(The input)

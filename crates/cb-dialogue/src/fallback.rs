//! Free-text responses for turns the rules don't answer.
//!
//! `StaticFallback` returns a canned line per kind. `OllamaFallback` asks a
//! local Ollama model (`/api/generate`) and degrades to the same canned line
//! on any failure, so callers always get a string back.

use async_trait::async_trait;
use serde::{Deserialize, Serialize};

/// What the fallback text is for; selects the prompt and the canned reply.
#[derive(Debug, Clone, Copy, PartialEq, Eq, Serialize, Deserialize)]
#[serde(rename_all = "snake_case")]
pub enum ResponseKind {
    Casual,
    Availability,
    Booking,
}

impl ResponseKind {
    /// Reply used when no generator is available.
    pub fn canned(&self) -> &'static str {
        match self {
            Self::Casual => "I'm here to help you with your calendar! What would you like to do?",
            Self::Availability => "I can check your availability. When would you like to check?",
            Self::Booking => "I can help you schedule that. What details do you need to add?",
        }
    }

    fn prompt(&self, text: &str) -> String {
        match self {
            Self::Casual => format!(
                "You are a helpful calendar assistant. Respond naturally and conversationally to: '{text}'. Keep it brief and friendly."
            ),
            Self::Availability => format!(
                "You are checking calendar availability. The user asked: '{text}'. Generate a brief, natural response asking for clarification if needed."
            ),
            Self::Booking => format!(
                "You are helping schedule a meeting. The user said: '{text}'. Generate a brief, natural response."
            ),
        }
    }
}

/// Produces a reply for `text`. Never fails.
#[async_trait]
pub trait FallbackResponder: Send + Sync {
    async fn generate(&self, text: &str, kind: ResponseKind) -> String;
}

/// Always answers with the canned reply.
#[derive(Debug, Clone, Copy, Default)]
pub struct StaticFallback;

#[async_trait]
impl FallbackResponder for StaticFallback {
    async fn generate(&self, _text: &str, kind: ResponseKind) -> String {
        kind.canned().to_string()
    }
}

/// Configuration for the local Ollama endpoint.
#[derive(Debug, Clone, Deserialize)]
pub struct FallbackConfig {
    /// Ollama HTTP API base URL.
    #[serde(default = "default_host")]
    pub host: String,
    #[serde(default = "default_model")]
    pub model: String,
    /// Request timeout in seconds.
    #[serde(default = "default_timeout_secs")]
    pub timeout_secs: u64,
    /// When false, only canned replies are used.
    #[serde(default)]
    pub enabled: bool,
}

fn default_host() -> String {
    "http://localhost:11434".into()
}
fn default_model() -> String {
    "phi3:mini".into()
}
fn default_timeout_secs() -> u64 {
    5
}

impl Default for FallbackConfig {
    fn default() -> Self {
        Self {
            host: default_host(),
            model: default_model(),
            timeout_secs: default_timeout_secs(),
            enabled: false,
        }
    }
}

#[derive(Serialize)]
struct GenerateRequest<'a> {
    model: &'a str,
    prompt: &'a str,
    stream: bool,
}

#[derive(Deserialize)]
struct GenerateResponse {
    #[serde(default)]
    response: String,
}

/// Fallback backed by a local Ollama model.
pub struct OllamaFallback {
    client: reqwest::Client,
    config: FallbackConfig,
}

impl OllamaFallback {
    pub fn new(config: FallbackConfig) -> Self {
        let client = reqwest::Client::builder()
            .timeout(std::time::Duration::from_secs(config.timeout_secs))
            .build()
            .unwrap_or_else(|e| {
                tracing::warn!(error = %e, "failed to build ollama client, using defaults");
                reqwest::Client::new()
            });
        Self { client, config }
    }

    async fn request(&self, text: &str, kind: ResponseKind) -> Option<String> {
        let url = format!("{}/api/generate", self.config.host);
        let prompt = kind.prompt(text);
        let body = GenerateRequest {
            model: &self.config.model,
            prompt: &prompt,
            stream: false,
        };

        let response = match self.client.post(&url).json(&body).send().await {
            Ok(resp) => resp,
            Err(e) => {
                tracing::warn!(error = %e, "ollama request failed");
                return None;
            }
        };

        if !response.status().is_success() {
            tracing::warn!(status = %response.status(), "ollama returned non-200");
            return None;
        }

        let generated: GenerateResponse = match response.json().await {
            Ok(r) => r,
            Err(e) => {
                tracing::warn!(error = %e, "failed to parse ollama response body");
                return None;
            }
        };

        let text = generated.response.trim();
        (!text.is_empty()).then(|| text.to_string())
    }
}

#[async_trait]
impl FallbackResponder for OllamaFallback {
    async fn generate(&self, text: &str, kind: ResponseKind) -> String {
        if !self.config.enabled {
            return kind.canned().to_string();
        }
        match self.request(text, kind).await {
            Some(reply) => reply,
            None => kind.canned().to_string(),
        }
    }
}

(End The input)

(Work to be completed) Each record is to be reproduced exactly as it appears.

(Result of this exercise)
filename crates/cb-dialogue/src/fallback.rs
//! Free-text responses for turns the rules don't answer.
//!
//! `StaticFallback` returns a canned line per kind. `OllamaFallback` asks a
//! local Ollama model (`/api/generate`) and degrades to the same canned line
//! on any failure, so callers always get a string back.

use async_trait::async_trait;
use serde::{Deserialize, Serialize};

/// What the fallback text is for; selects the prompt and the canned reply.
#[derive(Debug, Clone, Copy, PartialEq, Eq, Serialize, Deserialize)]
#[serde(rename_all = "snake_case")]
pub enum ResponseKind {
    Casual,
    Availability,
    Booking,
}

impl ResponseKind {
    /// Reply used when no generator is available.
    pub fn canned(&self) -> &'static str {
        match self {
            Self::Casual => "I'm here to help you with your calendar! What would you like to do?",
            Self::Availability => "I can check your availability. When would you like to check?",
            Self::Booking => "I can help you schedule that. What details do you need to add?",
        }
    }

    fn prompt(&self, text: &str) -> String {
        match self {
            Self::Casual => format!(
                "You are a helpful calendar assistant. Respond naturally and conversationally to: '{text}'. Keep it brief and friendly."
            ),
            Self::Availability => format!(
                "You are checking calendar availability. The user asked: '{text}'. Generate a brief, natural response asking for clarification if needed."
            ),
            Self::Booking => format!(
                "You are helping schedule a meeting. The user said: '{text}'. Generate a brief, natural response."
            ),
        }
    }
}

/// Produces a reply for `text`. Never fails.
#[async_trait]
pub trait FallbackResponder: Send + Sync {
    async fn generate(&self, text: &str, kind: ResponseKind) -> String;
}

/// Always answers with the canned reply.
#[derive(Debug, Clone, Copy, Default)]
pub struct StaticFallback;

#[async_trait]
impl FallbackResponder for StaticFallback {
    async fn generate(&self, _text: &str, kind: ResponseKind) -> String {
        kind.canned().to_string()
    }
}

/// Configuration for the local Ollama endpoint.
#[derive(Debug, Clone, Deserialize)]
pub struct FallbackConfig {
    /// Ollama HTTP API base URL.
    #[serde(default = "default_host")]
    pub host: String,
    #[serde(default = "default_model")]
    pub model: String,
    /// Request timeout in seconds.
    #[serde(default = "default_timeout_secs")]
    pub timeout_secs: u64,
    /// When false, only canned replies are used.
    #[serde(default)]
    pub enabled: bool,
}

fn default_host() -> String {
    "http://localhost:11434".into()
}
fn default_model() -> String {
    "phi3:mini".into()
}
fn default_timeout_secs() -> u64 {
    5
}

impl Default for FallbackConfig {
    fn default() -> Self {
        Self {
            host: default_host(),
            model: default_model(),
            timeout_secs: default_timeout_secs(),
            enabled: false,
        }
    }
}

#[derive(Serialize)]
struct GenerateRequest<'a> {
    model: &'a str,
    prompt: &'a str,
    stream: bool,
}

#[derive(Deserialize)]
struct GenerateResponse {
    #[serde(default)]
    response: String,
}

/// Fallback backed by a local Ollama model.
pub struct OllamaFallback {
    client: reqwest::Client,
    config: FallbackConfig,
}

impl OllamaFallback {
    pub fn new(config: FallbackConfig) -> Self {
        let client = reqwest::Client::builder()
            .timeout(std::time::Duration::from_secs(config.timeout_secs))
            .build()
            .unwrap_or_else(|e| {
                tracing::warn!(error = %e, "failed to build ollama client, using defaults");
                reqwest::Client::new()
            });
        Self { client, config }
    }

    async fn request(&self, text: &str, kind: ResponseKind) -> Option<String> {
        let url = format!("{}/api/generate", self.config.host);
        let prompt = kind.prompt(text);
        let body = GenerateRequest {
            model: &self.config.model,
            prompt: &prompt,
            stream: false,
        };

        let response = match self.client.post(&url).json(&body).send().await {
            Ok(resp) => resp,
            Err(e) => {
                tracing::warn!(error = %e, "ollama request failed");
                return None;
            }
        };

        if !response.status().is_success() {
            tracing::warn!(status = %response.status(), "ollama returned non-200");
            return None;
        }

        let generated: GenerateResponse = match response.json().await {
            Ok(r) => r,
            Err(e) => {
                tracing::warn!(error = %e, "failed to parse ollama response body");
                return None;
            }
        };

        let text = generated.response.trim();
        (!text.is_empty()).then(|| text.to_string())
    }
}

#[async_trait]
impl FallbackResponder for OllamaFallback {
    async fn generate(&self, text: &str, kind: ResponseKind) -> String {
        if !self.config.enabled {
            return kind.canned().to_string();
        }
        match self.request(text, kind).await {
            Some(reply) => reply,
            None => kind.canned().to_string(),
        }
    }
}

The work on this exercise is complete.